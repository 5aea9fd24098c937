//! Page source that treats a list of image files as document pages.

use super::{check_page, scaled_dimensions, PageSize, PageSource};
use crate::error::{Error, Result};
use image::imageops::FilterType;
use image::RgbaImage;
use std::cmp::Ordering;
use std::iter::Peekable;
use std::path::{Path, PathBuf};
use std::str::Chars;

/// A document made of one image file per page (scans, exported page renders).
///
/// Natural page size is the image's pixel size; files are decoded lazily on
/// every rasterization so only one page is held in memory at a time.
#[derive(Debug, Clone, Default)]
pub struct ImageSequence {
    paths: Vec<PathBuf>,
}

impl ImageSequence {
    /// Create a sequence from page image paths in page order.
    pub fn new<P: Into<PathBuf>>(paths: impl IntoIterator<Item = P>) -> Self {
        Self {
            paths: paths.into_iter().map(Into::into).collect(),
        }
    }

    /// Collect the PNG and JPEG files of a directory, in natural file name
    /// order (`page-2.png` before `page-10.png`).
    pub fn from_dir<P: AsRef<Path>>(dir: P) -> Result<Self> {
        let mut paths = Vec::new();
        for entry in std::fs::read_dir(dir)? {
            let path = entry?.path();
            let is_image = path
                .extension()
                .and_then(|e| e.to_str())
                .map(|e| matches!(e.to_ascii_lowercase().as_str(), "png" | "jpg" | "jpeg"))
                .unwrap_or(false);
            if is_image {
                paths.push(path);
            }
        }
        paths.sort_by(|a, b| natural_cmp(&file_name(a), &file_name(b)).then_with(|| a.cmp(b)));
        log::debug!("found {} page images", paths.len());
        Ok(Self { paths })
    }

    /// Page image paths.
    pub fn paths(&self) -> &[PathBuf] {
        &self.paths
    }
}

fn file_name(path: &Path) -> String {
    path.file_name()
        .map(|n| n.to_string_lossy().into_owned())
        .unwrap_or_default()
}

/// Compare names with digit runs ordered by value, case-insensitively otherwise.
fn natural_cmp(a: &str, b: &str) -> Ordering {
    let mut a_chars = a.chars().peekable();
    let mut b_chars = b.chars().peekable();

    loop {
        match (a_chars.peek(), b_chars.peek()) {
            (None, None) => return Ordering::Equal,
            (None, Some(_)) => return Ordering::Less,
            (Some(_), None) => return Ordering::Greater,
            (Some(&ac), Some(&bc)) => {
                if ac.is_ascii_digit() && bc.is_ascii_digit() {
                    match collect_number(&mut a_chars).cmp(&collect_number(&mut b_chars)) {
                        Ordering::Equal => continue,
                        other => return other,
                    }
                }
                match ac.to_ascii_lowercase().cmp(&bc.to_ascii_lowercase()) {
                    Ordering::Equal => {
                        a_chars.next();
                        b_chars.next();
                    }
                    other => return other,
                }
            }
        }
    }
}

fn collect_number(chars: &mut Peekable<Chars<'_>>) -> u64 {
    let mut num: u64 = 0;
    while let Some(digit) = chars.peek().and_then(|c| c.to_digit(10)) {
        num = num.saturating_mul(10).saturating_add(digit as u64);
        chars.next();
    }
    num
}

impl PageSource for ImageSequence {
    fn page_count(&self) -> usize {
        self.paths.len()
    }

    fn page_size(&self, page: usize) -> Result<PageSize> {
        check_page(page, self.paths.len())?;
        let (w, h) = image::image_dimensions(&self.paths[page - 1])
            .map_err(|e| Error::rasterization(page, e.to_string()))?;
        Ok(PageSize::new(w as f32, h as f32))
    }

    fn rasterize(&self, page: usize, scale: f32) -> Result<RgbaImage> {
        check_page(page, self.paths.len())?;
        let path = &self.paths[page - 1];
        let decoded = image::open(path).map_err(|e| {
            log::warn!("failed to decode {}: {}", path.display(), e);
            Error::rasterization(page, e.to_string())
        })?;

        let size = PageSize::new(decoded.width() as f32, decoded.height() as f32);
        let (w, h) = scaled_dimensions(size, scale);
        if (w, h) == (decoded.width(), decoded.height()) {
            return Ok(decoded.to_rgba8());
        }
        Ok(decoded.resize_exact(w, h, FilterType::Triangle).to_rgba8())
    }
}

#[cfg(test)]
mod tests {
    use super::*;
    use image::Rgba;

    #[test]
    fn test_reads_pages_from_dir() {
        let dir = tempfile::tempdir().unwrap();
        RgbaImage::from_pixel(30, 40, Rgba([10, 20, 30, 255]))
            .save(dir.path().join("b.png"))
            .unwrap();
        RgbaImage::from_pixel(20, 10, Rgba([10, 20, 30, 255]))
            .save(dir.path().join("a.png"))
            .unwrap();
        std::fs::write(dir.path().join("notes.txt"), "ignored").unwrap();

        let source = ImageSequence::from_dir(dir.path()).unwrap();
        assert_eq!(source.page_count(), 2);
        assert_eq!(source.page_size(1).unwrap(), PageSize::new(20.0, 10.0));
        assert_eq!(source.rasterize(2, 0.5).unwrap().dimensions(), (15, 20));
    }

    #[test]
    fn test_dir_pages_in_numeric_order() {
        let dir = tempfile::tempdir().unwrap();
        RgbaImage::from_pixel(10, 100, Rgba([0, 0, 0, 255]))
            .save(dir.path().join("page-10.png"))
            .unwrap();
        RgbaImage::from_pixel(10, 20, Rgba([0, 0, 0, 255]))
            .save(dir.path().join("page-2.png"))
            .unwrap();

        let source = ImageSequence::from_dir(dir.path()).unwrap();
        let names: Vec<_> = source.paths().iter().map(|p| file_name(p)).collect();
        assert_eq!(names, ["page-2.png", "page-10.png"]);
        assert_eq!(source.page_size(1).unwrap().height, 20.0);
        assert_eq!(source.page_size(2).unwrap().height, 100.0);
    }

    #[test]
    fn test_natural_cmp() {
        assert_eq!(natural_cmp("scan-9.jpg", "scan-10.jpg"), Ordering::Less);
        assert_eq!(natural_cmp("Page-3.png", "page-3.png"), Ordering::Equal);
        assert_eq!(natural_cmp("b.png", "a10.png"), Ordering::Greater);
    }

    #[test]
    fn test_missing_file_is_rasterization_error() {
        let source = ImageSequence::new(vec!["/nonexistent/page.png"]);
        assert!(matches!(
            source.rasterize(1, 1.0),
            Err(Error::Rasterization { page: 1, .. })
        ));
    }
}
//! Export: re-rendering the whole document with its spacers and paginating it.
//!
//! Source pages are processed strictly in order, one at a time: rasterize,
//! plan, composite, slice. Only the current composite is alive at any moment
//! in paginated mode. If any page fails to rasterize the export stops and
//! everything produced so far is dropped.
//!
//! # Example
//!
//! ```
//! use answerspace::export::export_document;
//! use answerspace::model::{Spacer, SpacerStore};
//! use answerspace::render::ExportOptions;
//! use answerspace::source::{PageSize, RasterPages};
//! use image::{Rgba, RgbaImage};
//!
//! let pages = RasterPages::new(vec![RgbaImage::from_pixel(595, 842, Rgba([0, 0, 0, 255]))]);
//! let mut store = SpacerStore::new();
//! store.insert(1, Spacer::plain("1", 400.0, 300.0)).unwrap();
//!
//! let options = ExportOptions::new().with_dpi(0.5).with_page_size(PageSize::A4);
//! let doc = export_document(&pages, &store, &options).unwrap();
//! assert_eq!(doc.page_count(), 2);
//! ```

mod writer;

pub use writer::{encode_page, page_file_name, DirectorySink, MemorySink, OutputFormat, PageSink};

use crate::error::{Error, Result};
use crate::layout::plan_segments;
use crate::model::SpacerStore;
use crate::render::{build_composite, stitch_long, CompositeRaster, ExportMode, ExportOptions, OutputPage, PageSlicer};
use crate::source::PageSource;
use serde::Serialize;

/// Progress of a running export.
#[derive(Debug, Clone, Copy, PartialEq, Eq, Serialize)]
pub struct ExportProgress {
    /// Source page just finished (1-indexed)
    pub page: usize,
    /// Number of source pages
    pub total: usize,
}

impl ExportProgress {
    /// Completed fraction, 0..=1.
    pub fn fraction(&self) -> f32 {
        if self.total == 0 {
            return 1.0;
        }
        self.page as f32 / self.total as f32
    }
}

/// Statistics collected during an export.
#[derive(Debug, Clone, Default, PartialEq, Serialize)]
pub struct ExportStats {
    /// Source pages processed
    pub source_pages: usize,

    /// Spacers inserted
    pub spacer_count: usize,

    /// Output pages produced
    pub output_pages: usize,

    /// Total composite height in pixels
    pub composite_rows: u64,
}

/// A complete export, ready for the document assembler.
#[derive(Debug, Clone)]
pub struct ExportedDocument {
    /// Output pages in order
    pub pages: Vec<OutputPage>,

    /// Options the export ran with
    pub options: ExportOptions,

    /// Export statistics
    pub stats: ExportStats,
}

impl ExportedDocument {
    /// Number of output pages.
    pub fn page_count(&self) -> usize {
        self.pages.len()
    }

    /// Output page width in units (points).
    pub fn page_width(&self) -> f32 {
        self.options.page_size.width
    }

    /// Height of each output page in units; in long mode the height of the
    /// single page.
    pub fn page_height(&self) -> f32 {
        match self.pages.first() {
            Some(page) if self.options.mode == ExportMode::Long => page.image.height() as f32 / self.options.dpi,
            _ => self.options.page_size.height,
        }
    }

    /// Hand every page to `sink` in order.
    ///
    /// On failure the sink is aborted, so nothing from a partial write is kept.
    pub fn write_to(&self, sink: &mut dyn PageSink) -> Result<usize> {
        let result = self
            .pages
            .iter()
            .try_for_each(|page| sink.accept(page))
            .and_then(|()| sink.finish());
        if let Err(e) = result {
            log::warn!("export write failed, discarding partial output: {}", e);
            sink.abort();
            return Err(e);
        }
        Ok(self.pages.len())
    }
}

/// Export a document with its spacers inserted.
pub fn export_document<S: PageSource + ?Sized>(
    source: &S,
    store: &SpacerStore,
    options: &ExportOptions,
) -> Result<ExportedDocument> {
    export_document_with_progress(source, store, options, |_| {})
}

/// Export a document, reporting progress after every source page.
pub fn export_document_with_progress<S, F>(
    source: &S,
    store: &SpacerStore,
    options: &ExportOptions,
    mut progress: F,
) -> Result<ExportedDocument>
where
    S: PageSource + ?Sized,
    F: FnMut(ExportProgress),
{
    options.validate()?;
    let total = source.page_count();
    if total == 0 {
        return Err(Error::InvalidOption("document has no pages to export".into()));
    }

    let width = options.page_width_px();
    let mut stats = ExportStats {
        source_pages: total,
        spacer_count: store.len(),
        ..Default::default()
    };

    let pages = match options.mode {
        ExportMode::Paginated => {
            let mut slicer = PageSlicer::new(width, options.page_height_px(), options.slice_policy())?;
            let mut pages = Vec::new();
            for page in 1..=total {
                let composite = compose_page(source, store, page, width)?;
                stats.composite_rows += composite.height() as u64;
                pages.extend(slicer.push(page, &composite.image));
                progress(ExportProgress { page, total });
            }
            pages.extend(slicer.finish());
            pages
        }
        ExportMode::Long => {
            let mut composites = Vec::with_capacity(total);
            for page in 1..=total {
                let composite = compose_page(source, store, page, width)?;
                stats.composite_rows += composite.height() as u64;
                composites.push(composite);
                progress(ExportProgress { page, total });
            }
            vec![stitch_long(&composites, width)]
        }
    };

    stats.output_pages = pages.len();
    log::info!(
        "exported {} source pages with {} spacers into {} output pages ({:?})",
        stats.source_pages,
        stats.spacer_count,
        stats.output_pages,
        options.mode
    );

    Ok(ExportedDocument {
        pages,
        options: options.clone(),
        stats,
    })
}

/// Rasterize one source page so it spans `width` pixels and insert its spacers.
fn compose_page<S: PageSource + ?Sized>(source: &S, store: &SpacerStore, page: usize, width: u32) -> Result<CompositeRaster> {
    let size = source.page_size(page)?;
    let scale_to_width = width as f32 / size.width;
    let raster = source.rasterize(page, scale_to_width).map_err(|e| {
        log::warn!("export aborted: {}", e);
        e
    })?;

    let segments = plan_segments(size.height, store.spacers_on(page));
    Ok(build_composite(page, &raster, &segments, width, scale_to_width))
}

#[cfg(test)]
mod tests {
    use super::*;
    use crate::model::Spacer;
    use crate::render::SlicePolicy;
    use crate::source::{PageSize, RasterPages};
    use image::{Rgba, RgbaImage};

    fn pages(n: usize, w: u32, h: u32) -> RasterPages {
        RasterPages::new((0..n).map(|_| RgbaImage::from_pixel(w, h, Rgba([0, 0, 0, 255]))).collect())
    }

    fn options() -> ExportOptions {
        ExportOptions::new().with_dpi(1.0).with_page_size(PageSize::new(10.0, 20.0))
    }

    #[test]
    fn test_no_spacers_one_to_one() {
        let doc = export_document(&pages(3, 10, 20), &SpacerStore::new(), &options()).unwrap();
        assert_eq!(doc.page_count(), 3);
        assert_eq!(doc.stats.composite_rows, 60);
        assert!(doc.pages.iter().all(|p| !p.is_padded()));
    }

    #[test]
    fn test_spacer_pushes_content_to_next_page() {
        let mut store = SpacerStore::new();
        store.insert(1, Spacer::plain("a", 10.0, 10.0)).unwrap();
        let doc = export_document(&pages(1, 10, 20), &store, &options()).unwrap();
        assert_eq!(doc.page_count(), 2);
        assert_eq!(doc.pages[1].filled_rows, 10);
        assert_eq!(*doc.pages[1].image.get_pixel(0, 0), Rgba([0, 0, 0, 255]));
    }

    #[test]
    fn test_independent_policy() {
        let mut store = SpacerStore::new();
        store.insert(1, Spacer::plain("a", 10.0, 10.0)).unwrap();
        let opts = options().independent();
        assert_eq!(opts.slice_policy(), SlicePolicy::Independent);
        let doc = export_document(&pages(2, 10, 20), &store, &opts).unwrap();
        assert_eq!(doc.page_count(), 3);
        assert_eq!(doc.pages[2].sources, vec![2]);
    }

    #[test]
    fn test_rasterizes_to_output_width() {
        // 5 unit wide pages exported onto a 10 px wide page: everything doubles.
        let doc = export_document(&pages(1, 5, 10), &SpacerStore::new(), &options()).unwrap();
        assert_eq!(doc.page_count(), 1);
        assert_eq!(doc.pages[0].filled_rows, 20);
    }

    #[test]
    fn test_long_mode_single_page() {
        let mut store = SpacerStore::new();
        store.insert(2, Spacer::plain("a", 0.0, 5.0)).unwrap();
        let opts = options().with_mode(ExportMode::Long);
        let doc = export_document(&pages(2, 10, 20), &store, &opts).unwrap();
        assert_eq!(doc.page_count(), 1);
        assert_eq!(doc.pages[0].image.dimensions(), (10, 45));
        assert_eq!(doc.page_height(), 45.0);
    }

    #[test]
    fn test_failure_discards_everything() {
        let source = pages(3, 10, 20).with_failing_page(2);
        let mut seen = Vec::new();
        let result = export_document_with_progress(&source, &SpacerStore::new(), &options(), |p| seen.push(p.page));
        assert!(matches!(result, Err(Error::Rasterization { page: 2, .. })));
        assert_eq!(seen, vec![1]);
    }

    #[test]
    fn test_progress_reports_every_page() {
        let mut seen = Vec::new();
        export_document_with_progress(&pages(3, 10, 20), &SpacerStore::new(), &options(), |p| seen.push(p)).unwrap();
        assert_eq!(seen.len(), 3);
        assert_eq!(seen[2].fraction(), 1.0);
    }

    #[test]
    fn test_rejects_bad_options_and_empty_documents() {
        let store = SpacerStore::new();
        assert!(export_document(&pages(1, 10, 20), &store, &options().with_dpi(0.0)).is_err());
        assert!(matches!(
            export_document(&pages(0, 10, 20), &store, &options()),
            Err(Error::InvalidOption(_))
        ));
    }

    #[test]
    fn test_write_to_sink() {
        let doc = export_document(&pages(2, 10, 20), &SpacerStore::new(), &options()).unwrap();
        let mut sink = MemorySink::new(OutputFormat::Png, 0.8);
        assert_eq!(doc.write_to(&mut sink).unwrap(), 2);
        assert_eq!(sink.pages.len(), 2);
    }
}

TASK DESCRIPTION >> Every line in the data that holds the string "Equal" should be returned.

SOLUTION >>
            (None, None) => return Ordering::Equal,
                        Ordering::Equal => continue,
                    Ordering::Equal => {
        assert_eq!(natural_cmp("Page-3.png", "page-3.png"), Ordering::Equal);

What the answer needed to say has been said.